Collected data entries:
Segment Open
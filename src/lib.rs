//! *Rust data structures and parser for [GenBank] flat files, with coding
//! sequence extraction and codon usage tallying.*
//!
//! [GenBank]: https://www.ncbi.nlm.nih.gov/genbank/
//!
//! # 🔌 Usage
//!
//! The `gbcodon::parse` function can be used to obtain an iterator over the
//! records of a GenBank file (such as the `*_genomic.gbff.gz` files of the
//! NCBI Assembly database). Damaged records are yielded as errors, and the
//! parser simply moves on to the next record.
//!
//! ```rust
//! extern crate gbcodon;
//!
//! let f = std::fs::File::open("tests/ecoli.gbk")
//!    .map(std::io::BufReader::new)
//!    .unwrap();
//!
//! for r in gbcodon::parse(f) {
//!    let record = r.unwrap();
//!    // ... process the GenBank record ...
//! }
//! ```
//!
//! Coding sequences are then extracted with [`extract::extract`], and their
//! codons counted with a [`codon::CodonTable`]:
//!
//! ```rust
//! use gbcodon::codon::CodonTable;
//! use gbcodon::extract::Mode;
//!
//! let f = std::fs::File::open("tests/ecoli.gbk")
//!    .map(std::io::BufReader::new)
//!    .unwrap();
//!
//! let mut table = CodonTable::new();
//! for record in gbcodon::parse(f).filter_map(Result::ok) {
//!     for cds in gbcodon::extract::extract(&record, "ecoli.gbk", Mode::Nucleotide) {
//!         table.add_sequence(cds.residues().as_str());
//!     }
//! }
//! assert_eq!(table.len(), 64);
//! ```
//!
//! ## 📦 Decoding Gzip
//!
//! The [`pipeline::open_archive`] function detects Gzip archives and
//! decodes them with [`libflate`], a pure Rust implementation. The
//! [`pipeline::Pipeline`] type takes care of the whole process, from a
//! directory of archives to a codon table.
//!
//! # 📝 Features
//!
//! ## `smartstring`
//!
//! _**enabled** by default_.
//!
//! Use [`smartstring`] to store short strings such as qualifier names
//! inline, avoiding a heap allocation per qualifier.
//!
//! ## `cli`
//!
//! _**enabled** by default_.
//!
//! Build the `gbcodon` command line program.
//!
//! ## 📜 License
//!
//! This library is provided under the open-source
//! [MIT license](https://choosealicense.com/licenses/mit/).
//!
//! [`libflate`]: https://docs.rs/libflate/
//! [`smartstring`]: https://docs.rs/smartstring/
//! [`extract::extract`]: ./extract/fn.extract.html
//! [`codon::CodonTable`]: ./codon/struct.CodonTable.html
//! [`pipeline::open_archive`]: ./pipeline/fn.open_archive.html
//! [`pipeline::Pipeline`]: ./pipeline/struct.Pipeline.html

extern crate bio;
extern crate chrono;
extern crate csv;
extern crate fnv;
extern crate libflate;
extern crate log;
extern crate memchr;
#[cfg(feature = "smartstring")]
extern crate smartstring;
extern crate thiserror;

pub mod codon;
pub mod common;
pub mod error;
pub mod extract;
pub mod fasta;
pub mod model;
pub mod parser;
pub mod pipeline;
pub mod report;

#[doc(inline)]
pub use self::parser::Parser;

use std::io::BufRead;

/// Parse a GenBank flat file.
///
/// # Example:
/// ```rust,no_run
/// let f = std::fs::File::open("GCF_000005845.2_ASM584v2_genomic.gbff.gz").unwrap();
/// let dec = libflate::gzip::MultiDecoder::new(f).unwrap();
/// let mut parser = gbcodon::parse(std::io::BufReader::new(dec));
///
/// println!("{:#?}", parser.next())
/// ```
pub fn parse<B: BufRead>(reader: B) -> Parser<B> {
    Parser::new(reader)
}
Segment Closed
- Activity: Some lines above contain the word "docs". Copy each of them.

- Problem solution:
//! [`libflate`]: https://docs.rs/libflate/
//! [`smartstring`]: https://docs.rs/smartstring/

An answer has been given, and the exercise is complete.